L’INCENDIARIO COMPIE UN ANNO!

Nel 2020 io e altri tre colleghi della Sapienza di Roma demmo vita a un blog, questo blog, L’Incendiario. L’intento era di sperimentare i linguaggi della rete e tentare di dare forma a un progetto nuovo: portare in Internet l’approfondimento letterario e dare la possibilità a chiunque volesse di partecipare a questo confronto. Ci siamo riusciti? Direi di no, o meglio tutto quello che avevamo nella nostra mente non si è concretizzato proprio come volevamo, ma alcune cose sono andate per il verso giusto.


Abbiamo partecipato per la prima volta ad un incontro letterario con circa trenta persone in platea, molte di queste si sono congratulate con noi, altre se ne sono andate come se nulla fosse accaduto, altre ancora erano nostri amici. Abbiamo coinvolto più di trenta persone nel nostro progetto, alcune di loro ancora scrivono per noi, altre non le sentiamo più, altre ancora sono ancora lì, in attesa di essere scoperte. Abbiamo interrogato nelle nostre interviste scrittori e librai indipendenti che si sono prestati pazientemente alle nostre domande e alle nostre curiosità invogliandoci a continuare nel nostro lavoro.
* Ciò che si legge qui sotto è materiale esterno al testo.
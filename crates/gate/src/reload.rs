//! Policy reload plumbing.
//!
//! Policy data is loaded at startup and refreshed out-of-band, never on
//! the request path. Two triggers feed the same reload routine: SIGHUP
//! from an operator, and a periodic tick when a policy file is
//! configured. A failed reload keeps the previous policy set live.

use std::sync::{mpsc, Arc, Mutex};
use std::time::Duration;

use tracing::{debug, error, info, trace};

use certgate_config::Config;

use crate::errors::GateError;
use crate::metrics::GateMetrics;
use crate::policy::PolicyStore;

/// How often a configured policy file is re-read without a signal
pub const POLICY_REFRESH_INTERVAL: Duration = Duration::from_secs(300);

/// Signal type for cross-thread communication
#[derive(Debug, Clone, Copy, PartialEq, Eq)]
pub enum SignalType {
    /// Reload the policy set (SIGHUP)
    Reload,
    /// Graceful shutdown (SIGTERM/SIGINT)
    Shutdown,
}

/// Bridges thread-based OS signal handlers with the async runtime
pub struct SignalManager {
    tx: mpsc::Sender<SignalType>,
    rx: Arc<Mutex<mpsc::Receiver<SignalType>>>,
}

impl SignalManager {
    /// Create a signal manager and register the OS handlers
    pub fn install() -> anyhow::Result<Self> {
        use signal_hook::consts::signal::{SIGHUP, SIGINT, SIGTERM};
        use signal_hook::iterator::Signals;

        debug!("Installing signal handlers");
        let (tx, rx) = mpsc::channel();

        let handler_tx = tx.clone();
        let mut signals = Signals::new([SIGHUP, SIGTERM, SIGINT])?;

        std::thread::spawn(move || {
            for sig in signals.forever() {
                let signal = match sig {
                    SIGHUP => SignalType::Reload,
                    _ => SignalType::Shutdown,
                };
                if handler_tx.send(signal).is_err() {
                    break;
                }
            }
        });

        Ok(Self {
            tx,
            rx: Arc::new(Mutex::new(rx)),
        })
    }

    /// Sender for injecting signals (used by tests)
    pub fn sender(&self) -> mpsc::Sender<SignalType> {
        self.tx.clone()
    }

    /// Receive the next signal, blocking the current thread.
    ///
    /// Call from `spawn_blocking` in async contexts.
    pub fn recv_blocking(&self) -> Option<SignalType> {
        trace!("Waiting for signal");
        let signal = self.rx.lock().ok()?.recv().ok();
        if let Some(ref s) = signal {
            debug!(signal = ?s, "Received signal");
        }
        signal
    }
}

/// Re-reads policy entries and swaps them into the live store
pub struct PolicyReloader {
    config: Config,
    store: Arc<PolicyStore>,
    metrics: Arc<GateMetrics>,
}

impl PolicyReloader {
    pub fn new(config: Config, store: Arc<PolicyStore>, metrics: Arc<GateMetrics>) -> Self {
        Self {
            config,
            store,
            metrics,
        }
    }

    /// Whether a policy file is configured (periodic refresh only makes
    /// sense when on-disk state can change underneath the process)
    pub fn has_policy_file(&self) -> bool {
        self.config.policy.file.is_some()
    }

    /// Reload the policy set once.
    ///
    /// On failure the previous set stays live and the error is reported
    /// at elevated severity for operator attention.
    pub fn reload(&self) -> Result<(), GateError> {
        let entries = self
            .config
            .load_policy_entries()
            .map_err(|e| GateError::PolicyStoreUnavailable(e.to_string()))?;

        self.store.swap(&entries);
        info!(entry_count = entries.len(), "Policy set reloaded");
        Ok(())
    }

    /// Reload and record the outcome in metrics
    pub fn reload_tracked(&self) {
        match self.reload() {
            Ok(()) => self.metrics.record_reload(true),
            Err(e) => {
                error!(error = %e, "Policy reload failed, keeping previous set");
                self.metrics.record_reload(false);
            }
        }
    }

    /// Run the periodic refresh loop
    pub async fn run_periodic(self: Arc<Self>, every: Duration) {
        info!(
            interval_secs = every.as_secs(),
            "Starting periodic policy refresh"
        );
        let mut interval = tokio::time::interval(every);
        // The immediate first tick would re-read what startup just loaded
        interval.tick().await;

        loop {
            interval.tick().await;
            debug!("Periodic policy refresh");
            self.reload_tracked();
        }
    }
}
Direi che questi sono dei piccoli successi, irrilevanti per molti, ma giganteschi per noi, studenti universitari a cui nessuno ha insegnato come portare la letteratura in Rete, come coinvolgere le persone e come strutturare interviste e articoli.


Gli errori non posso elencarli per motivi di spazio, sono troppi e sconfinerei in un bilancio impietoso dove le cose negative sono sicuramente più di quelle positive. Al netto di critiche e apprezzamenti quel che importa non è cosa abbiamo fatto e cosa avremmo dovuto fare ma la presenza costante di entusiasmo e voglia di fare. Questo ci ha permesso di tirare avanti per un anno incastrando questo progetto nei diversi impegni della nostra vita da studenti e portare la nostra visione di letteratura a quelle poche ma affezionate persone che ci seguono.
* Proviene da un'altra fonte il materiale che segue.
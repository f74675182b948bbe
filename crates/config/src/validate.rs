//! Configuration validation
//!
//! Checks the loaded configuration for problems before the gate starts
//! answering ask requests. Errors are fatal; warnings are advisory.

use std::net::SocketAddr;

use crate::error::ConfigError;
use crate::Config;

/// A non-fatal validation finding
#[derive(Debug, Clone, PartialEq, Eq)]
pub struct ValidationWarning {
    pub message: String,
}

impl ValidationWarning {
    pub fn new(message: impl Into<String>) -> Self {
        Self {
            message: message.into(),
        }
    }
}

/// Aggregated validation outcome
#[derive(Debug, Default)]
pub struct ValidationResult {
    pub errors: Vec<ConfigError>,
    pub warnings: Vec<ValidationWarning>,
}

impl ValidationResult {
    pub fn new() -> Self {
        Self::default()
    }

    pub fn add_error(&mut self, error: ConfigError) {
        self.errors.push(error);
    }

    pub fn add_warning(&mut self, warning: ValidationWarning) {
        self.warnings.push(warning);
    }

    pub fn is_ok(&self) -> bool {
        self.errors.is_empty()
    }
}

/// Validate the full configuration
pub fn validate_config(config: &Config) -> Result<ValidationResult, ConfigError> {
    let mut result = ValidationResult::new();

    if config.listener.address.parse::<SocketAddr>().is_err() {
        result.add_error(ConfigError::InvalidValue {
            field: "listener.address".to_string(),
            reason: format!("'{}' is not a socket address", config.listener.address),
        });
    }

    if config.listener.ask_timeout_ms == 0 {
        result.add_error(ConfigError::InvalidValue {
            field: "listener.ask-timeout-ms".to_string(),
            reason: "must be greater than zero".to_string(),
        });
    }
    if config.listener.ask_timeout_ms > 5_000 {
        result.add_warning(ValidationWarning::new(format!(
            "ask-timeout-ms {} will stall TLS handshakes; values under 1000 are recommended",
            config.listener.ask_timeout_ms
        )));
    }

    if config.rate_limit.window_secs == 0 {
        result.add_error(ConfigError::InvalidValue {
            field: "rate-limit.window-secs".to_string(),
            reason: "must be greater than zero".to_string(),
        });
    }
    if config.rate_limit.per_client == 0 {
        result.add_error(ConfigError::InvalidValue {
            field: "rate-limit.per-client".to_string(),
            reason: "must be greater than zero".to_string(),
        });
    }
    if config.rate_limit.global < config.rate_limit.per_client {
        result.add_warning(ValidationWarning::new(format!(
            "global threshold {} is below per-client threshold {}; the global cap will bind first",
            config.rate_limit.global, config.rate_limit.per_client
        )));
    }
    if config.rate_limit.max_tracked_clients == 0 {
        result.add_error(ConfigError::InvalidValue {
            field: "rate-limit.max-tracked-clients".to_string(),
            reason: "must be greater than zero".to_string(),
        });
    }

    if config.policy.entries.is_empty() && config.policy.file.is_none() {
        result.add_warning(ValidationWarning::new(
            "no policy entries configured; every hostname will be denied",
        ));
    }

    for entry in &config.policy.entries {
        if let Err(e) = validate_pattern(&entry.pattern) {
            result.add_error(e);
        }
    }

    Ok(result)
}

/// Validate a single policy pattern
///
/// Patterns are exact hostnames or a single leading `*.` wildcard
/// followed by a hostname suffix of at least one label.
pub fn validate_pattern(pattern: &str) -> Result<(), ConfigError> {
    let invalid = |reason: &str| ConfigError::InvalidPattern {
        pattern: pattern.to_string(),
        reason: reason.to_string(),
    };

    let suffix = pattern.strip_prefix("*.").unwrap_or(pattern);

    if suffix.is_empty() {
        return Err(invalid("empty pattern"));
    }
    if suffix.contains('*') {
        return Err(invalid("wildcard is only permitted as a leading '*.' prefix"));
    }
    if suffix.len() > 253 {
        return Err(invalid("exceeds 253 characters"));
    }

    for label in suffix.split('.') {
        if label.is_empty() {
            return Err(invalid("contains an empty label"));
        }
        if label.len() > 63 {
            return Err(invalid("label exceeds 63 characters"));
        }
        if !label
            .bytes()
            .all(|b| b.is_ascii_alphanumeric() || b == b'-')
        {
            return Err(invalid("labels may only contain letters, digits, and hyphens"));
        }
        if label.starts_with('-') || label.ends_with('-') {
            return Err(invalid("labels may not start or end with a hyphen"));
        }
    }

    Ok(())
}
Nel nostro primo editoriale scrissi che L’Incendiario era un progetto che tentava di riempire la moderna “cultura del vuoto”, rintracciata per la prima volta da Benedetto Croce nella letteratura italiana di fine ‘800. L’intento dell’Incendiario era, ed è, quello di dare un senso al mondo che ci circonda in cui la cultura del vuoto si declina nella spiegazione neutra delle opere letterarie, nelle recensioni acritiche di molti blog, nell’approfondimento scopiazzato dalle introduzioni dei volumi, nella scrittura passiva, svuotata da qualsiasi peculiarità individuale. Per farla breve, la nostra mission (parola che va tanto di moda) è rimettere al centro lo scrittore e il critico con la sua individualità e la sua interpretazione dei testi e del mondo.


Esiste la letteratura che parla la lingua dei propri tempi e poi quella immortale che non ha tempo, luogo e spazio, che potrebbe sempre e comunque spiegare i tempi in cui si vive. L’Incendiario, in un caso o nell’altro, vuole parlare del mondo che ci circonda con la lingua della letteratura, spiegare, dare un senso, riempire il vuoto culturale mettendoci dentro lo spunto artistico di ognuno di noi, il proprio pensiero, la propria visione, il proprio guizzo.


Su questo devo dire che non abbiamo mai tradito il nostro intento, cercando di mettere sempre un po’ di noi nei testi e cercando sempre di spiegare il presente con i nostri mezzi, pochi, e con il nostro entusiasmo, tanto.


L’Incendiario guarda al nuovo anno e ringrazia tutti quelli che lo hanno seguito con curiosità e impegno.

Per inaugurare questo primo passaggio abbiamo pensato di puntare su due articoli che incarnano la nostra filosofia: nel primo Lorenzo Valerio ci parlerà dell’assalto fascista (perché solo così possiamo identificarlo) alla CGIL di Roma in Corso Italia, mentre nel secondo abbiamo pensato di chiedere ad alcuni degli scrittori che ci hanno fatto l’onore di comparire nel nostro blog di rispondere ad una domanda molto “semplice”: cos’è per te la letteratura?

Letteratura e mondo contemporaneo, solo così L’Incendiario può guardare con ottimismo ai nuovi orizzonti.